GOAL OF THE EXERCISE: Go through each line of the records below and count those with the word "inside"; give only the total.
+++ SUPPLIED DATA +++
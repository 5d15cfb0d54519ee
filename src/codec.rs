//! Pure encode/decode functions over a [`Buffer`]. All integers are little-endian,
//! two's complement. Decoding never checks for "enough bytes" itself — callers must
//! have already established the needed span is present (via `Buffer::reserve`/the
//! engine's `fill`) before calling.

use byteorder::{ByteOrder, LittleEndian};

use crate::buffer::Buffer;
use crate::key::Key;
use crate::wire;

pub fn encode_i32(buffer: &mut Buffer, value: i32) {
    LittleEndian::write_i32(&mut buffer.write_span()[..4], value);
    buffer.advance_write(4);
}

pub fn decode_i32(buffer: &mut Buffer) -> i32 {
    let value = LittleEndian::read_i32(&buffer.read_span()[..4]);
    buffer.advance_read(4);
    value
}

pub fn encode_i64(buffer: &mut Buffer, value: i64) {
    LittleEndian::write_i64(&mut buffer.write_span()[..8], value);
    buffer.advance_write(8);
}

pub fn decode_i64(buffer: &mut Buffer) -> i64 {
    let value = LittleEndian::read_i64(&buffer.read_span()[..8]);
    buffer.advance_read(8);
    value
}

pub fn encode_u64(buffer: &mut Buffer, value: u64) {
    LittleEndian::write_u64(&mut buffer.write_span()[..8], value);
    buffer.advance_write(8);
}

pub fn decode_u64(buffer: &mut Buffer) -> u64 {
    let value = LittleEndian::read_u64(&buffer.read_span()[..8]);
    buffer.advance_read(8);
    value
}

/// Full key encoding (32 B): `cid, mid, moid, cap, acq`, in that order regardless of
/// struct declaration order.
pub fn encode_key_full(buffer: &mut Buffer, key: &Key) {
    encode_i32(buffer, key.cid);
    encode_i64(buffer, key.mid);
    encode_i32(buffer, key.moid);
    encode_i64(buffer, key.cap);
    encode_i64(buffer, key.acq);
}

pub fn decode_key_full(buffer: &mut Buffer) -> Key {
    Key {
        cid: decode_i32(buffer),
        mid: decode_i64(buffer),
        moid: decode_i32(buffer),
        cap: decode_i64(buffer),
        acq: decode_i64(buffer),
    }
}

/// Abbreviated key used inside a PUTA batch (28 B): `mid, moid, cap, acq`. The CID
/// lives in the enclosing batch header.
pub fn encode_key_abbrev_acq(buffer: &mut Buffer, key: &Key) {
    encode_i64(buffer, key.mid);
    encode_i32(buffer, key.moid);
    encode_i64(buffer, key.cap);
    encode_i64(buffer, key.acq);
}

pub fn decode_key_abbrev_acq(buffer: &mut Buffer, cid: i32) -> Key {
    Key {
        cid,
        mid: decode_i64(buffer),
        moid: decode_i32(buffer),
        cap: decode_i64(buffer),
        acq: decode_i64(buffer),
    }
}

/// Abbreviated key used inside a PUT batch (20 B): `mid, moid, cap`. The CID lives in
/// the batch header and the server assigns ACQ.
pub fn encode_key_abbrev(buffer: &mut Buffer, key: &Key) {
    encode_i64(buffer, key.mid);
    encode_i32(buffer, key.moid);
    encode_i64(buffer, key.cap);
}

pub fn decode_key_abbrev(buffer: &mut Buffer, cid: i32) -> Key {
    Key {
        cid,
        mid: decode_i64(buffer),
        moid: decode_i32(buffer),
        cap: decode_i64(buffer),
        acq: 0,
    }
}

/// Writes the appropriate abbreviated key for `protocol`.
pub fn encode_key_abbrev_for(buffer: &mut Buffer, key: &Key, protocol: wire::Protocol) {
    match protocol {
        wire::Protocol::Put => encode_key_abbrev(buffer, key),
        wire::Protocol::Puta => encode_key_abbrev_acq(buffer, key),
    }
}

#[cfg(test)]
mod tests {
    use super::*;

    fn buffer_with(bytes: &[u8]) -> Buffer {
        let mut buffer = Buffer::with_capacity(Buffer::MIN_CAPACITY);
        buffer.write_span()[..bytes.len()].copy_from_slice(bytes);
        buffer.advance_write(bytes.len());
        buffer
    }

    #[test]
    fn i32_roundtrip_le() {
        for value in [0, 1, -1, i32::MIN, i32::MAX] {
            let mut buffer = Buffer::with_capacity(Buffer::MIN_CAPACITY);
            encode_i32(&mut buffer, value);
            assert_eq!(decode_i32(&mut buffer), value);
        }
    }

    #[test]
    fn i64_roundtrip_le() {
        for value in [0, 1, -1, i64::MIN, i64::MAX] {
            let mut buffer = Buffer::with_capacity(Buffer::MIN_CAPACITY);
            encode_i64(&mut buffer, value);
            assert_eq!(decode_i64(&mut buffer), value);
        }
    }

    #[test]
    fn i32_byte_order_is_little_endian() {
        let mut buffer = Buffer::with_capacity(Buffer::MIN_CAPACITY);
        encode_i32(&mut buffer, 0x0102_0304);
        assert_eq!(&buffer.read_span()[..4], &[0x04, 0x03, 0x02, 0x01]);
    }

    #[test]
    fn full_key_roundtrip() {
        let key = Key::new(7, -11, 22, -33, 44);
        let mut buffer = Buffer::with_capacity(Buffer::MIN_CAPACITY);
        encode_key_full(&mut buffer, &key);
        assert_eq!(buffer.read_len(), wire::KEY_FULL_LEN);
        assert_eq!(decode_key_full(&mut buffer), key);
    }

    #[test]
    fn abbrev_acq_roundtrip_supplies_cid_externally() {
        let key = Key::new(7, -11, 22, -33, 44);
        let mut buffer = Buffer::with_capacity(Buffer::MIN_CAPACITY);
        encode_key_abbrev_acq(&mut buffer, &key);
        assert_eq!(buffer.read_len(), wire::KEY_ABBREV_ACQ_LEN);
        assert_eq!(decode_key_abbrev_acq(&mut buffer, key.cid), key);
    }

    #[test]
    fn abbrev_roundtrip_drops_acq() {
        let key = Key::new(7, -11, 22, -33, 44);
        let mut buffer = Buffer::with_capacity(Buffer::MIN_CAPACITY);
        encode_key_abbrev(&mut buffer, &key);
        assert_eq!(buffer.read_len(), wire::KEY_ABBREV_LEN);
        let decoded = decode_key_abbrev(&mut buffer, key.cid);
        assert_eq!(decoded.mid, key.mid);
        assert_eq!(decoded.moid, key.moid);
        assert_eq!(decoded.cap, key.cap);
        assert_eq!(decoded.acq, 0);
    }

    #[test]
    fn decode_consumes_exactly_its_span() {
        let mut buffer = buffer_with(&[0xff; 16]);
        let _ = decode_i32(&mut buffer);
        assert_eq!(buffer.read_len(), 12);
    }
}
+++
SOLVED EXERCISE: 2